Ask HN: What have you been working on this summer? - endriju

A lot of us spend summer time working on a side project, be it a business idea, meme generator or OS project.<p>What have you been working on this summer? How many days did you spend working? Was it worth it?
======
fundamental
I rewrote an older llvm/clang based static analysis tool for asserting
properties about a given callgraph for use with C/C++ programs
[http://github.com/fundamental/stoat](http://github.com/fundamental/stoat)
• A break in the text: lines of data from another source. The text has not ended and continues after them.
//! User-facing status lines (stdout, stderr for errors).

use std::fmt;

const RESET: &str = "\x1b[0m";
const BOLD: &str = "\x1b[1m";

#[derive(Clone, Copy)]
enum Tone {
    Info,
    Success,
    Warning,
    Error,
}

impl Tone {
    fn style(self) -> (&'static str, &'static str) {
        match self {
            Tone::Info => ("\x1b[34m", "ℹ️"),
            Tone::Success => ("\x1b[32m", "✅"),
            Tone::Warning => ("\x1b[33m", "⚠️"),
            Tone::Error => ("\x1b[31m", "❌"),
        }
    }
}

fn line<T: fmt::Display>(tone: Tone, msg: T) -> String {
    let (color, icon) = tone.style();
    format!("{color}{BOLD}{icon}{RESET} {msg}")
}

pub fn info<T: fmt::Display>(msg: T) {
    println!("{}", line(Tone::Info, msg));
}

pub fn success<T: fmt::Display>(msg: T) {
    println!("{}", line(Tone::Success, msg));
}

pub fn warning<T: fmt::Display>(msg: T) {
    println!("{}", line(Tone::Warning, msg));
}

pub fn error<T: fmt::Display>(msg: T) {
    eprintln!("{}", line(Tone::Error, msg));
}

/// Section header, e.g. one per subject in `list`.
pub fn header<T: fmt::Display>(msg: T) {
    println!("{BOLD}\x1b[36m=== {msg} ==={RESET}");
}
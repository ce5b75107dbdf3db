pub mod add;
pub mod calculator;
pub mod log;
pub mod logic;
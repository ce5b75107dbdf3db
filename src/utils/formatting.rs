//! Formatting utilities used for CLI and export outputs.

/// Signed minutes as `+HH:MM` / `-HH:MM` (short) or `+HHh MMm`.
pub fn mins2readable(mins: i64, want_sign: bool, short: bool) -> String {
    let abs_m = mins.abs();
    let hours = abs_m / 60;
    let minutes = abs_m % 60;

    let sign = if mins > 0 && want_sign {
        "+"
    } else if mins < 0 {
        "-"
    } else {
        ""
    };

    if short {
        format!("{}{:02}:{:02}", sign, hours, minutes)
    } else {
        format!("{}{:02}h {:02}m", sign, hours, minutes)
    }
}
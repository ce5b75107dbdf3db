use crate::cli::parser::Commands;
use crate::config::Config;
use crate::context::AppContext;
use crate::errors::AppResult;

/// Handle the `config` subcommand
pub fn handle(cmd: &Commands, ctx: &AppContext) -> AppResult<()> {
    if let Commands::Config { print_config } = cmd {
        if *print_config {
            println!("📄 Configuration ({}):\n", Config::config_file().display());
            print!("{}", serde_yaml::to_string(&ctx.config)?);
        } else {
            println!("Use --print to show the configuration.");
        }
    }

    Ok(())
}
This one only really took a few days to get it working to a reasonable degree
and it was worth every minute to replace the older project with maintenance
issues. Other projects were worked on of course, but none of them are at a
nicely completed stage.

------
sethish
I forked Project Gutenberg to github[0]. I've been doing some some work on
newsdiffs[1]. I'm working on a python library for dealing with Library of
Congress Subject Headings[2]. And I'm trying to get access to and release
hundreds of syllabi collected via universities via FOIA request[3].

[0]: gitenberg.github.io [1]: newsdiffs.org [2]:
[https://github.com/sethwoodworth/LCC](https://github.com/sethwoodworth/LCC)
[3]: [http://chronicle.com/blogs/ticker/u-of-wisconsin-will-
turn-o...](http://chronicle.com/blogs/ticker/u-of-wisconsin-will-turn-over-
course-syllabi-to-group-seeking-teacher-prep-data/53689)

------
jtfairbank
I launched a new version of the Election Analytics project for the 2014 Senate
elections. electionanalytics.cs.illinois.edu I've spent 230 hours on the
project since January, its definitely been worth it. I've learned project
architecture, automation with Grunt.js, leadership skills, and lotsa others in
my role of undergraduate team lead. I am looking to transition out of the
project tho... its time to move on to the next thing. :)

I also learned how to business in preparation for founding a startup. Probs
spent 100 hours on reading, discussions, and practice pitches.

------
michaelbuckbee
Finally got my side project (a SSL add-on for Heroku) launched:
[https://addons.heroku.com/expeditedssl](https://addons.heroku.com/expeditedssl)
\- It had been kicking around as half finished for almost 6 months.

"Worth It" is a tough one as it's still mostly losing money even though people
constantly complain about how expensive it is.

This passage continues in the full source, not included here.